A key departure from GridEx and most tabletops was how CyberSEEC involved finance, human resources, and public relations, Myers says.

“That was an important piece.”

With participants at their regular workstations, the fast-paced scenarios “boldly tested our cyber-response capability and our communications to staff and our members,” he says. “It was a welcome change.”

Myers believes that involving more co-op departments will heighten cybersecurity awareness and help staff understand better why certain procedures are in place.

“It will improve communications all around, not just within the cooperative but with our members and people outside our cooperative.”

‘Continuous training’

Roanoke Electric Cooperative, which serves about 14,000 meters, has incorporated cybersecurity in its operations, employee onboarding, and staff training for years. The Ahoskie, North Carolina-based distribution co-op helped launch the RC3 cybersecurity tabletop exercise toolkit in 2019, and its senior leadership agreed to be among the first to participate in CyberSEEC.

Marshall Cherry, the co-op’s chief operations officer, describes the exercise as a “very intense” experience that led to a few “aha” moments.

The scenario ballooned from a phishing email to a ransomware attack that compromised credit card information to a media leak and a barrage of calls from worried members.

“Fortunately, we haven’t experienced that,” Cherry says. “If we had to live this out, what would be our level of composure as an organization?”

After the hard-hitting test, Roanoke Electric decided to increase staff and contractor cybersecurity training from quarterly to monthly, he says.

“What we’re learning and gleaning is the need for continuous training,” Cherry says. “By and large, our employee base is very engaged. We’ve gained a lot of ground, but we do still see some opportunity there. These types of exercises help us continue to get better, to continue to grow.”

NRECA’s Bourge says helping participants grow is a key goal of CyberSEEC.

“No matter how much time and effort you put in planning and preparing for something, if you don’t test it, you won’t identify gaps until an incident occurs,” she says. “We want members to be prepared before it occurs.”

Communication vulnerabilities

For Canoochee EMC in Reidsville, Georgia, the takeaway was significant: Build a cybersecurity response that emphasizes departmentwide communications to speed identification of a cyberattack and how to resolve it.

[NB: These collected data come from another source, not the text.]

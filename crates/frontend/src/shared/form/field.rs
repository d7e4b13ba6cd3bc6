use std::collections::BTreeMap;

pub const NAME_REQUIRED: &str = "Απαιτείται όνομα";
pub const PRICE_INVALID: &str = "Εισάγετε έγκυρη τιμή";
pub const CATEGORY_REQUIRED: &str = "Επιλέξτε κατηγορία";
pub const SUBCATEGORY_REQUIRED: &str = "Επιλέξτε υποκατηγορία";
pub const DESCRIPTION_REQUIRED: &str = "Απαιτείται περιγραφή";
pub const IMAGE_REQUIRED: &str = "Πρέπει να επιλέξετε εικόνα";

/// Product form fields, in display order
#[derive(Debug, Clone, Copy, PartialEq, Eq, Hash, PartialOrd, Ord)]
pub enum FieldKey {
    Name,
    Price,
    Description,
    Category,
    Subcategory,
    Image,
}

impl FieldKey {
    pub const ALL: [FieldKey; 6] = [
        FieldKey::Name,
        FieldKey::Price,
        FieldKey::Description,
        FieldKey::Category,
        FieldKey::Subcategory,
        FieldKey::Image,
    ];

    /// Fields with a text value, i.e. everything but the image
    pub const TEXT: [FieldKey; 5] = [
        FieldKey::Name,
        FieldKey::Price,
        FieldKey::Description,
        FieldKey::Category,
        FieldKey::Subcategory,
    ];

    /// DOM id of the input bound to this field
    pub fn as_str(&self) -> &'static str {
        match self {
            FieldKey::Name => "name",
            FieldKey::Price => "price",
            FieldKey::Description => "description",
            FieldKey::Category => "category",
            FieldKey::Subcategory => "subcategory",
            FieldKey::Image => "image",
        }
    }

    /// Enter-to-advance chain. `None` from `Subcategory` means "submit".
    pub fn next_in_chain(&self) -> Option<FieldKey> {
        match self {
            FieldKey::Name => Some(FieldKey::Price),
            FieldKey::Price => Some(FieldKey::Description),
            FieldKey::Description => Some(FieldKey::Category),
            FieldKey::Category => Some(FieldKey::Subcategory),
            FieldKey::Subcategory | FieldKey::Image => None,
        }
    }
}

/// Snapshot of the values a rule can look at
#[derive(Debug, Clone, Default, PartialEq)]
pub struct FormValues {
    pub name: String,
    pub price: String,
    pub description: String,
    pub category: String,
    pub subcategory: String,
    pub image_count: usize,
}

impl FormValues {
    pub fn text(&self, key: FieldKey) -> &str {
        match key {
            FieldKey::Name => &self.name,
            FieldKey::Price => &self.price,
            FieldKey::Description => &self.description,
            FieldKey::Category => &self.category,
            FieldKey::Subcategory => &self.subcategory,
            FieldKey::Image => "",
        }
    }

    pub fn text_mut(&mut self, key: FieldKey) -> Option<&mut String> {
        match key {
            FieldKey::Name => Some(&mut self.name),
            FieldKey::Price => Some(&mut self.price),
            FieldKey::Description => Some(&mut self.description),
            FieldKey::Category => Some(&mut self.category),
            FieldKey::Subcategory => Some(&mut self.subcategory),
            FieldKey::Image => None,
        }
    }
}

type Rule = fn(&FormValues) -> Option<&'static str>;

fn name_rule(v: &FormValues) -> Option<&'static str> {
    v.name.trim().is_empty().then_some(NAME_REQUIRED)
}

fn price_rule(v: &FormValues) -> Option<&'static str> {
    match parse_float_prefix(&v.price) {
        Some(p) if p.is_finite() && p > 0.0 => None,
        _ => Some(PRICE_INVALID),
    }
}

fn description_rule(v: &FormValues) -> Option<&'static str> {
    v.description.trim().is_empty().then_some(DESCRIPTION_REQUIRED)
}

fn category_rule(v: &FormValues) -> Option<&'static str> {
    v.category.is_empty().then_some(CATEGORY_REQUIRED)
}

fn subcategory_rule(v: &FormValues) -> Option<&'static str> {
    v.subcategory.is_empty().then_some(SUBCATEGORY_REQUIRED)
}

fn image_rule(v: &FormValues) -> Option<&'static str> {
    (v.image_count == 0).then_some(IMAGE_REQUIRED)
}

fn rule_for(key: FieldKey) -> Rule {
    match key {
        FieldKey::Name => name_rule,
        FieldKey::Price => price_rule,
        FieldKey::Description => description_rule,
        FieldKey::Category => category_rule,
        FieldKey::Subcategory => subcategory_rule,
        FieldKey::Image => image_rule,
    }
}

/// Validate one field. `None` means the field passes.
pub fn validate(key: FieldKey, values: &FormValues) -> Option<&'static str> {
    rule_for(key)(values)
}

/// Validate `fields`; the result is empty iff the form is submittable
pub fn validate_all(fields: &[FieldKey], values: &FormValues) -> BTreeMap<FieldKey, &'static str> {
    fields
        .iter()
        .filter_map(|&key| validate(key, values).map(|msg| (key, msg)))
        .collect()
}

/// Parse the longest leading decimal number, ignoring leading whitespace
/// and anything after the number (`"12abc"` is `12`, `"abc"` is `None`).
pub fn parse_float_prefix(input: &str) -> Option<f64> {
    let s = input.trim_start();
    let bytes = s.as_bytes();
    let mut end = 0;

    if end < bytes.len() && (bytes[end] == b'+' || bytes[end] == b'-') {
        end += 1;
    }
    let int_start = end;
    while end < bytes.len() && bytes[end].is_ascii_digit() {
        end += 1;
    }
    let mut digits = end - int_start;
    if end < bytes.len() && bytes[end] == b'.' {
        let frac_start = end + 1;
        let mut frac_end = frac_start;
        while frac_end < bytes.len() && bytes[frac_end].is_ascii_digit() {
            frac_end += 1;
        }
        digits += frac_end - frac_start;
        if digits > 0 {
            end = frac_end;
        }
    }
    if digits == 0 {
        return None;
    }

    // exponent only counts when digits follow it
    if end < bytes.len() && (bytes[end] == b'e' || bytes[end] == b'E') {
        let mut exp_end = end + 1;
        if exp_end < bytes.len() && (bytes[exp_end] == b'+' || bytes[exp_end] == b'-') {
            exp_end += 1;
        }
        let exp_digits_start = exp_end;
        while exp_end < bytes.len() && bytes[exp_end].is_ascii_digit() {
            exp_end += 1;
        }
        if exp_end > exp_digits_start {
            end = exp_end;
        }
    }

    s[..end].parse::<f64>().ok()
}

#[cfg(test)]
mod tests {
    use super::*;

    fn values(price: &str) -> FormValues {
        FormValues {
            price: price.to_string(),
            ..Default::default()
        }
    }

    #[test]
    fn test_price_rules() {
        assert_eq!(validate(FieldKey::Price, &values("")), Some(PRICE_INVALID));
        assert_eq!(validate(FieldKey::Price, &values("0")), Some(PRICE_INVALID));
        assert_eq!(validate(FieldKey::Price, &values("-5")), Some(PRICE_INVALID));
        assert_eq!(validate(FieldKey::Price, &values("abc")), Some(PRICE_INVALID));
        assert_eq!(validate(FieldKey::Price, &values("12abc")), None);
        assert_eq!(validate(FieldKey::Price, &values("0.01")), None);
    }

    #[test]
    fn test_name_rule() {
        let mut v = FormValues::default();
        v.name = "   ".into();
        assert_eq!(validate(FieldKey::Name, &v), Some(NAME_REQUIRED));
        v.name = " x ".into();
        assert_eq!(validate(FieldKey::Name, &v), None);
    }

    #[test]
    fn test_select_and_image_rules() {
        let mut v = FormValues::default();
        assert_eq!(validate(FieldKey::Category, &v), Some(CATEGORY_REQUIRED));
        assert_eq!(validate(FieldKey::Subcategory, &v), Some(SUBCATEGORY_REQUIRED));
        assert_eq!(validate(FieldKey::Image, &v), Some(IMAGE_REQUIRED));
        v.category = "ρούχα".into();
        v.subcategory = "ανδρικά".into();
        v.image_count = 1;
        assert_eq!(validate(FieldKey::Category, &v), None);
        assert_eq!(validate(FieldKey::Subcategory, &v), None);
        assert_eq!(validate(FieldKey::Image, &v), None);
    }

    #[test]
    fn test_validate_all_is_union() {
        let v = FormValues {
            name: "A".into(),
            price: "3".into(),
            description: "d".into(),
            category: "c".into(),
            subcategory: String::new(),
            image_count: 0,
        };
        let errors = validate_all(&FieldKey::ALL, &v);
        assert_eq!(errors.len(), 2);
        assert_eq!(errors[&FieldKey::Subcategory], SUBCATEGORY_REQUIRED);
        assert_eq!(errors[&FieldKey::Image], IMAGE_REQUIRED);

        let without_image = validate_all(&FieldKey::ALL[..5], &v);
        assert_eq!(without_image.keys().copied().collect::<Vec<_>>(), vec![FieldKey::Subcategory]);
    }

    #[test]
    fn test_parse_float_prefix() {
        assert_eq!(parse_float_prefix("  3.5kg"), Some(3.5));
        assert_eq!(parse_float_prefix(".5"), Some(0.5));
        assert_eq!(parse_float_prefix("5."), Some(5.0));
        assert_eq!(parse_float_prefix("-2"), Some(-2.0));
        assert_eq!(parse_float_prefix("1e3x"), Some(1000.0));
        assert_eq!(parse_float_prefix("1e"), Some(1.0));
        assert_eq!(parse_float_prefix("12,50"), Some(12.0));
        assert_eq!(parse_float_prefix("."), None);
        assert_eq!(parse_float_prefix("-"), None);
        assert_eq!(parse_float_prefix(""), None);
    }

    #[test]
    fn test_chain() {
        let mut key = FieldKey::Name;
        let mut seen = vec![key];
        while let Some(next) = key.next_in_chain() {
            seen.push(next);
            key = next;
        }
        assert_eq!(seen, FieldKey::ALL[..5].to_vec());
        assert_eq!(FieldKey::Image.next_in_chain(), None);
    }
}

CyberSEEC laid bare the potential consequences for the 21,000-meter co-op in the absence of such a plan.

Without gathering in a single room, participants had to turn to email, cellphone calls, or texts. The need to have contact information quickly became apparent.

“Our employees are our first line of defense against a cyber event,” says Patrick Burkhalter Jr., Canoochee’s chief administration officer. “How will our employees communicate with our IT department if our network and phone lines are down? We now see the importance of incorporating cybersecurity into our communications plan.”

When senior staff saw the simulated events unfold that could occur in real life, “it really opened their eyes,” he says. “When they go through an exercise, they see how disruptive a cybersecurity event can be—disruptive for our cooperative and our members.”

Canoochee plans to re-up for the drill this fall.

“I would encourage other cooperatives to really take advantage of this free program, to get as many employees involved in the exercise as possible,” Burkhalter says. “Once they go through it, they’ll see how important it is.”